Entrance to Cypress Hills Cemetery
Saint Johns Cemetery
80–01 Metropolitan Avenue, Queens
The Catholic St. John Cemetery in Middle Village, Queens, has an impressive range of New York burials, from fitness hero Charles Atlas to crime villain John J Gotti.
- Robert Mapplethorpe (1946–1989): The celebrated photographer had his ashes buried beneath his mother’s headstone after his AIDS-related death in 1989. Despite the continued popularity of his charged work, his grave goes mostly unvisited.
Montefiore Cemetery
121–83 Springfield Boulevard, Queens
Montefiore Cemetery in Springfield Gardens is a Jewish burial ground dating to 1908, with rows of hedges bordering the granite tombs.
- Barnett Newman (1905–1970): An abstract expressionist whose paintings often featured a solitary vertical line, you can find his work on view in the Museum of Modern Art galleries, and his “Broken Obelisk” sculpture in their courtyard. He’s buried in a family plot in the Queens cemetery marked with a huge black monolith of granite.
Woodlawn Cemetery
517 E 233rd Street, The Bronx
Woodlawn Cemetery in the Bronx at the end of the 4 Line is unrivaled in its 20th- and 21st- century NYC artist burials, where painters, sculptors, and photographers rest in its over 400 wooded acres alongside jazz legends like Miles Davis and Duke Ellington, and the author of Moby-Dick; or the Whale, Herman Melville.
- Alexander Archipenko (1887–1964): The Ukrainian painter and sculptor of early Cubist art has a tomb reflective of his influential avant-garde work. He is memorialized with his wife and fellow artist Angelica Schmitz (1893–1957) beneath an abstract angel she sculpted called “Premonition Self Portrait created by Angelica” (1951).

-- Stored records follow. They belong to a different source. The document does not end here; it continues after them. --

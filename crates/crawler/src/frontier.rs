//! Per-job BFS frontier with a canonicalized seen-set.

use std::collections::{HashSet, VecDeque};

use {regex::Regex, tracing::debug, url::Url};

use crate::options::CrawlOptions;

/// One not-yet-fetched URL.
#[derive(Debug, Clone)]
pub struct QueuedUrl {
    pub url: Url,
    pub parent: Option<String>,
    pub depth: u32,
}

/// Canonical form used for dedup: lowercase scheme+host, no fragment,
/// trailing slash collapsed, query preserved.
#[must_use]
pub fn canonicalize(url: &Url) -> String {
    let mut url = url.clone();
    url.set_fragment(None);

    let mut out = format!("{}://", url.scheme());
    if let Some(host) = url.host_str() {
        out.push_str(&host.to_lowercase());
    }
    if let Some(port) = url.port() {
        out.push_str(&format!(":{port}"));
    }
    let path = url.path();
    let path = if path.len() > 1 {
        path.trim_end_matches('/')
    } else {
        // Root "/" and "" are the same page.
        ""
    };
    out.push_str(path);
    if let Some(query) = url.query() {
        out.push('?');
        out.push_str(query);
    }
    out
}

/// BFS queue + seen-set for one job.
///
/// Not internally synchronized; the engine keeps it behind one mutex so
/// enqueue/dequeue decisions are serialized.
pub struct Frontier {
    queue: VecDeque<QueuedUrl>,
    seen: HashSet<String>,
    root_host: Option<String>,
    max_depth: u32,
    max_urls: u32,
    same_domain_only: bool,
    follow_pattern: Option<Regex>,
}

impl Frontier {
    /// Build a frontier seeded with the start URL at depth 0.
    pub fn new(start: &Url, options: &CrawlOptions) -> Result<Self, regex::Error> {
        let follow_pattern = options
            .follow_pattern
            .as_deref()
            .map(Regex::new)
            .transpose()?;

        let mut frontier = Self {
            queue: VecDeque::new(),
            seen: HashSet::new(),
            root_host: start.host_str().map(str::to_lowercase),
            max_depth: options.max_depth,
            max_urls: options.max_urls,
            same_domain_only: options.same_domain_only,
            follow_pattern,
        };
        frontier.force_enqueue(start.clone(), None, 0);
        Ok(frontier)
    }

    /// Replace the queue with sitemap seeds at depth 0. Seeds bypass the
    /// follow filters but still respect dedup and `max_urls`.
    pub fn seed_from_sitemap(&mut self, urls: &[Url]) {
        self.queue.clear();
        self.seen.clear();
        self.max_depth = 0;
        for url in urls {
            if self.seen.len() as u32 >= self.max_urls {
                break;
            }
            if self.seen.insert(canonicalize(url)) {
                self.queue.push_back(QueuedUrl {
                    url: url.clone(),
                    parent: None,
                    depth: 0,
                });
            }
        }
    }

    /// Offer a discovered link. Returns `true` if it entered the queue.
    pub fn enqueue(&mut self, url: Url, parent: &Url, depth: u32) -> bool {
        if !matches!(url.scheme(), "http" | "https") {
            return false;
        }
        if depth > self.max_depth {
            return false;
        }
        if self.seen.len() as u32 >= self.max_urls {
            return false;
        }
        if self.same_domain_only {
            let host = url.host_str().map(str::to_lowercase);
            if host != self.root_host {
                return false;
            }
        }
        if let Some(pattern) = &self.follow_pattern
            && !pattern.is_match(url.as_str())
        {
            return false;
        }
        if !self.seen.insert(canonicalize(&url)) {
            return false;
        }

        debug!(url = %url, depth, "frontier enqueue");
        self.queue.push_back(QueuedUrl {
            url,
            parent: Some(parent.to_string()),
            depth,
        });
        true
    }

    fn force_enqueue(&mut self, url: Url, parent: Option<String>, depth: u32) {
        self.seen.insert(canonicalize(&url));
        self.queue.push_back(QueuedUrl { url, parent, depth });
    }

    pub fn pop(&mut self) -> Option<QueuedUrl> {
        self.queue.pop_front()
    }

    /// Distinct URLs ever accepted (queued or fetched).
    #[must_use]
    pub fn seen_count(&self) -> u64 {
        self.seen.len() as u64
    }

    #[must_use]
    pub fn max_depth(&self) -> u32 {
        self.max_depth
    }

    #[must_use]
    pub fn is_empty(&self) -> bool {
        self.queue.is_empty()
    }
}

#[allow(clippy::unwrap_used)]
#[cfg(test)]
mod tests {
    use super::*;

    fn url(s: &str) -> Url {
        Url::parse(s).unwrap()
    }

    fn frontier(start: &str, options: CrawlOptions) -> Frontier {
        Frontier::new(&url(start), &options).unwrap()
    }

    #[test]
    fn canonicalization_rules() {
        assert_eq!(
            canonicalize(&url("HTTPS://Example.COM/About/")),
            canonicalize(&url("https://example.com/About"))
        );
        assert_eq!(
            canonicalize(&url("https://example.com/a#section")),
            canonicalize(&url("https://example.com/a"))
        );
        // Query survives.
        assert_ne!(
            canonicalize(&url("https://example.com/a?page=2")),
            canonicalize(&url("https://example.com/a"))
        );
        // Root slash collapses.
        assert_eq!(
            canonicalize(&url("https://example.com/")),
            canonicalize(&url("https://example.com"))
        );
    }

    #[test]
    fn start_url_is_queued_and_deduped() {
        let mut f = frontier("https://example.com", CrawlOptions::default());
        let item = f.pop().unwrap();
        assert_eq!(item.depth, 0);
        assert!(item.parent.is_none());

        // Re-discovering the start URL does nothing.
        assert!(!f.enqueue(url("https://example.com/"), &item.url, 1));
        assert!(f.is_empty());
    }

    #[test]
    fn depth_cap() {
        let mut f = frontier("https://example.com", CrawlOptions {
            max_depth: 1,
            ..CrawlOptions::default()
        });
        let start = f.pop().unwrap();
        assert!(f.enqueue(url("https://example.com/a"), &start.url, 1));
        assert!(!f.enqueue(url("https://example.com/b"), &start.url, 2));
    }

    #[test]
    fn max_urls_cap() {
        let mut f = frontier("https://example.com", CrawlOptions {
            max_urls: 3,
            ..CrawlOptions::default()
        });
        let start = f.pop().unwrap();
        assert!(f.enqueue(url("https://example.com/1"), &start.url, 1));
        assert!(f.enqueue(url("https://example.com/2"), &start.url, 1));
        // Seen set is at the cap (start + 2).
        assert!(!f.enqueue(url("https://example.com/3"), &start.url, 1));
        assert_eq!(f.seen_count(), 3);
    }

    #[test]
    fn same_domain_filter() {
        let mut f = frontier("https://example.com", CrawlOptions::default());
        let start = f.pop().unwrap();
        assert!(!f.enqueue(url("https://other.com/page"), &start.url, 1));
        assert!(!f.enqueue(url("https://sub.example.com/page"), &start.url, 1));
        assert!(f.enqueue(url("https://EXAMPLE.com/page"), &start.url, 1));
    }

    #[test]
    fn cross_domain_allowed_when_disabled() {
        let mut f = frontier("https://example.com", CrawlOptions {
            same_domain_only: false,
            ..CrawlOptions::default()
        });
        let start = f.pop().unwrap();
        assert!(f.enqueue(url("https://other.com/page"), &start.url, 1));
    }

    #[test]
    fn follow_pattern_filters_links() {
        let mut f = frontier("https://example.com", CrawlOptions {
            follow_pattern: Some(r"/blog/".into()),
            ..CrawlOptions::default()
        });
        let start = f.pop().unwrap();
        assert!(f.enqueue(url("https://example.com/blog/post-1"), &start.url, 1));
        assert!(!f.enqueue(url("https://example.com/about"), &start.url, 1));
    }

    #[test]
    fn non_http_schemes_rejected() {
        let mut f = frontier("https://example.com", CrawlOptions::default());
        let start = f.pop().unwrap();
        assert!(!f.enqueue(url("mailto:hi@example.com"), &start.url, 1));
        assert!(!f.enqueue(url("ftp://example.com/file"), &start.url, 1));
    }

    #[test]
    fn sitemap_seeding_replaces_queue() {
        let mut f = frontier("https://example.com", CrawlOptions::default());
        f.seed_from_sitemap(&[
            url("https://example.com/p1"),
            url("https://example.com/p2"),
            url("https://example.com/p1"),
        ]);

        assert_eq!(f.max_depth(), 0);
        let mut urls = Vec::new();
        while let Some(item) = f.pop() {
            assert_eq!(item.depth, 0);
            urls.push(item.url.to_string());
        }
        assert_eq!(urls, vec!["https://example.com/p1", "https://example.com/p2"]);
    }
}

Archipenko Angel in Woodlawn Cemetery
- Patricia Cronin (1963– ): Still very much alive, Cronin already has a burial plot adorned with her “Memorial to a Marriage” sculpture showing her and her artist wife Deborah Kass in bed together. When she created the piece, same-sex marriage wasn’t yet legal in the state of New York, and she considered that someday the sculpture could be a memorial to the marriage they never had.

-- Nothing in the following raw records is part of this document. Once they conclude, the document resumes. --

//! Error scaffolding shared by every crate's `error.rs`.
//!
//! Each crate defines its own `thiserror` enum; this module supplies the
//! glue that gives those enums `.context()` / `.with_context()` without a
//! blanket dependency between crates.

/// Trait for error types that can be constructed from a plain message string.
///
/// Implement this for your crate's error type, then invoke [`impl_context!`]
/// in your error module to get `.context()` and `.with_context()` on `Result`
/// and `Option`.
pub trait FromMessage: Sized {
    fn from_message(message: String) -> Self;
}

/// Generate a crate-local `Context` trait with `.context()` and `.with_context()`
/// methods on `Result` and `Option`.
///
/// Invoke inside a module that defines `Error: FromMessage` and
/// `type Result<T> = std::result::Result<T, Error>`.
///
/// ```ignore
/// // in crates/foo/src/error.rs
/// quarry_common::impl_context!();
/// ```
#[macro_export]
macro_rules! impl_context {
    () => {
        pub trait Context<T> {
            fn context(self, context: impl Into<String>) -> Result<T>;
            fn with_context<C, F>(self, f: F) -> Result<T>
            where
                C: Into<String>,
                F: FnOnce() -> C;
        }

        impl<T, E: std::fmt::Display> Context<T> for std::result::Result<T, E> {
            fn context(self, context: impl Into<String>) -> Result<T> {
                let ctx = context.into();
                self.map_err(|source| {
                    <Error as $crate::FromMessage>::from_message(format!("{ctx}: {source}"))
                })
            }

            fn with_context<C, F>(self, f: F) -> Result<T>
            where
                C: Into<String>,
                F: FnOnce() -> C,
            {
                self.map_err(|source| {
                    let ctx = f().into();
                    <Error as $crate::FromMessage>::from_message(format!("{ctx}: {source}"))
                })
            }
        }

        impl<T> Context<T> for Option<T> {
            fn context(self, context: impl Into<String>) -> Result<T> {
                self.ok_or_else(|| <Error as $crate::FromMessage>::from_message(context.into()))
            }

            fn with_context<C, F>(self, f: F) -> Result<T>
            where
                C: Into<String>,
                F: FnOnce() -> C,
            {
                self.ok_or_else(|| <Error as $crate::FromMessage>::from_message(f().into()))
            }
        }
    };
}

#[allow(clippy::unwrap_used)]
#[cfg(test)]
mod tests {
    use super::FromMessage;

    #[derive(Debug)]
    struct Error(String);

    impl std::fmt::Display for Error {
        fn fmt(&self, f: &mut std::fmt::Formatter<'_>) -> std::fmt::Result {
            f.write_str(&self.0)
        }
    }

    impl FromMessage for Error {
        fn from_message(message: String) -> Self {
            Self(message)
        }
    }

    type Result<T> = std::result::Result<T, Error>;

    crate::impl_context!();

    #[test]
    fn context_wraps_err_and_none() {
        let err: Result<()> = "boom".parse::<i32>().map(|_| ()).context("parsing input");
        assert!(err.unwrap_err().0.starts_with("parsing input: "));

        let none: Result<i32> = None.context("missing value");
        assert_eq!(none.unwrap_err().0, "missing value");

        let lazy: Result<i32> = None.with_context(|| format!("missing {}", "thing"));
        assert_eq!(lazy.unwrap_err().0, "missing thing");
    }
}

Patricia Cronin’s “Memorial to a Marriage” in Woodlawn Cemetery
- Walt Kuhn (1877–1949): A painter, Kuhn was most influential in organizing the 1913 Armory Show which brought the Modernism of Europe to the United States.
- Anna Hyatt Huntington (1876–1973): The sculptor is interred with her husband, Archer Huntington, the founder of the Hispanic Society of America, in the family’s 42-foot high mausoleum. Huntington was one of the first women to receive public commissions for sculptures. Her work often captures animals in movement, such as her depiction of Joan of Arc in Riverside Park and her equestrian “El Cid” alongside various beasts at the Hispanic Society.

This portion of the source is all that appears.